Within the entries below, the lines from the one with "pub fn remove_member(&self, room_id: &RoomId, user_id: &UserId)" through the one with "use super::Service;" are to be set down exactly, both ends kept.

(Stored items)
=== Begin Enclosure ===

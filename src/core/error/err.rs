//! Error construction macros. `err!` builds an [`Error`](super::Error),
//! `Err!` wraps it for direct return from a `Result` function.
//!
//! ```ignore
//! return Err!(Request(Forbidden("cannot ban self")));
//! let e = err!(Request(NotFound("room '{room_id}' doesn't exist")));
//! return Err!(Config("port", "{port} is out of range"));
//! ```

#[macro_export]
macro_rules! err {
	(Request($kind:ident($($args:tt)+))) => {
		$crate::error::Error::Request(
			$crate::error::ErrorKind::$kind,
			::std::format!($($args)+).into(),
		)
	};

	(Config($item:literal, $($args:tt)+)) => {
		$crate::error::Error::Config($item, ::std::format!($($args)+).into())
	};

	($($args:tt)+) => {
		$crate::error::Error::Err(::std::format!($($args)+).into())
	};
}

#[macro_export]
macro_rules! Err {
	($($args:tt)*) => {
		Err($crate::err!($($args)*))
	};
}
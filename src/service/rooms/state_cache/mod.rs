use std::{collections::HashSet, sync::Arc};

use palaver_core::{Result, err, implement, matrix::{RoomId, UserId}};
use palaver_database::IdMultiMap;

/// The room↔user membership relation, kept in lockstep with the `join`
/// membership state events written through the authorization engine.
pub struct Service {
	members: IdMultiMap,
}

impl crate::Service for Service {
	fn build(_: crate::Args<'_>) -> Result<Arc<Self>> {
		Ok(Arc::new(Self { members: IdMultiMap::new() }))
	}

	fn name(&self) -> &str { crate::service::make_name(std::module_path!()) }
}

#[implement(Service)]
pub fn add_member(&self, room_id: &RoomId, user_id: &UserId) -> Result {
	if !self.members.put(room_id.as_ref(), user_id.as_ref()) {
		return Err(err!("user {user_id} is already a member of the room {room_id}"));
	}

	Ok(())
}

#[implement(Service)]
pub fn remove_member(&self, room_id: &RoomId, user_id: &UserId) -> Result {
	if !self.members.delete(room_id.as_ref(), user_id.as_ref()) {
		return Err(err!("user {user_id} is not a member of the room {room_id}"));
	}

	Ok(())
}

#[implement(Service)]
#[must_use]
pub fn is_member(&self, room_id: &RoomId, user_id: &UserId) -> bool {
	self.members.contains(room_id.as_ref(), user_id.as_ref())
}

#[implement(Service)]
#[must_use]
pub fn users(&self, room_id: &RoomId) -> Vec<UserId> {
	self.members
		.lookup(room_id.as_ref())
		.into_iter()
		.filter_map(|id| UserId::try_from(id).ok())
		.collect()
}

#[implement(Service)]
#[must_use]
pub fn rooms(&self, user_id: &UserId) -> Vec<RoomId> {
	self.members
		.reverse_lookup(user_id.as_ref())
		.into_iter()
		.filter_map(|id| RoomId::try_from(id).ok())
		.collect()
}

#[implement(Service)]
#[must_use]
pub fn room_set(&self, user_id: &UserId) -> HashSet<RoomId> {
	self.rooms(user_id).into_iter().collect()
}

/// All users sharing at least one room with the user, including the user
/// itself.
#[implement(Service)]
#[must_use]
pub fn peers(&self, user_id: &UserId) -> HashSet<UserId> {
	let mut peers: HashSet<UserId> = self
		.members
		.union_link_reverse_lookup(user_id.as_ref())
		.into_iter()
		.filter_map(|id| UserId::try_from(id).ok())
		.collect();

	peers.insert(user_id.clone());

	peers
}

#[cfg(test)]
mod tests {
	use palaver_core::matrix::{RoomId, UserId};
	use palaver_database::IdMultiMap;

	use super::Service;

	fn service() -> Service { Service { members: IdMultiMap::new() } }

	#[test]
	fn membership_round_trip() {
		let cache = service();
		let room = RoomId::new("r1", "test");
		let alice = UserId::new("alice", "test");

		cache.add_member(&room, &alice).unwrap();
		assert!(cache.is_member(&room, &alice));
		assert!(cache.add_member(&room, &alice).is_err());

		assert_eq!(cache.users(&room), vec![alice.clone()]);
		assert_eq!(cache.rooms(&alice), vec![room.clone()]);

		cache.remove_member(&room, &alice).unwrap();
		assert!(!cache.is_member(&room, &alice));
		assert!(cache.remove_member(&room, &alice).is_err());
	}

	#[test]
	fn peers_include_self_and_roommates_only() {
		let cache = service();
		let r1 = RoomId::new("r1", "test");
		let r2 = RoomId::new("r2", "test");
		let alice = UserId::new("alice", "test");
		let bob = UserId::new("bob", "test");
		let carol = UserId::new("carol", "test");

		cache.add_member(&r1, &alice).unwrap();
		cache.add_member(&r1, &bob).unwrap();
		cache.add_member(&r2, &carol).unwrap();

		let peers = cache.peers(&alice);
		assert!(peers.contains(&alice));
		assert!(peers.contains(&bob));
		assert!(!peers.contains(&carol));

		// a user in no rooms still sees itself
		let hermit = UserId::new("hermit", "test");
		assert_eq!(cache.peers(&hermit).len(), 1);
	}
}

=== End Enclosure ===

Finished task:
pub fn remove_member(&self, room_id: &RoomId, user_id: &UserId) -> Result {
	if !self.members.delete(room_id.as_ref(), user_id.as_ref()) {
		return Err(err!("user {user_id} is not a member of the room {room_id}"));
	}

	Ok(())
}

#[implement(Service)]
#[must_use]
pub fn is_member(&self, room_id: &RoomId, user_id: &UserId) -> bool {
	self.members.contains(room_id.as_ref(), user_id.as_ref())
}

#[implement(Service)]
#[must_use]
pub fn users(&self, room_id: &RoomId) -> Vec<UserId> {
	self.members
		.lookup(room_id.as_ref())
		.into_iter()
		.filter_map(|id| UserId::try_from(id).ok())
		.collect()
}

#[implement(Service)]
#[must_use]
pub fn rooms(&self, user_id: &UserId) -> Vec<RoomId> {
	self.members
		.reverse_lookup(user_id.as_ref())
		.into_iter()
		.filter_map(|id| RoomId::try_from(id).ok())
		.collect()
}

#[implement(Service)]
#[must_use]
pub fn room_set(&self, user_id: &UserId) -> HashSet<RoomId> {
	self.rooms(user_id).into_iter().collect()
}

/// All users sharing at least one room with the user, including the user
/// itself.
#[implement(Service)]
#[must_use]
pub fn peers(&self, user_id: &UserId) -> HashSet<UserId> {
	let mut peers: HashSet<UserId> = self
		.members
		.union_link_reverse_lookup(user_id.as_ref())
		.into_iter()
		.filter_map(|id| UserId::try_from(id).ok())
		.collect();

	peers.insert(user_id.clone());

	peers
}

#[cfg(test)]
mod tests {
	use palaver_core::matrix::{RoomId, UserId};
	use palaver_database::IdMultiMap;

	use super::Service;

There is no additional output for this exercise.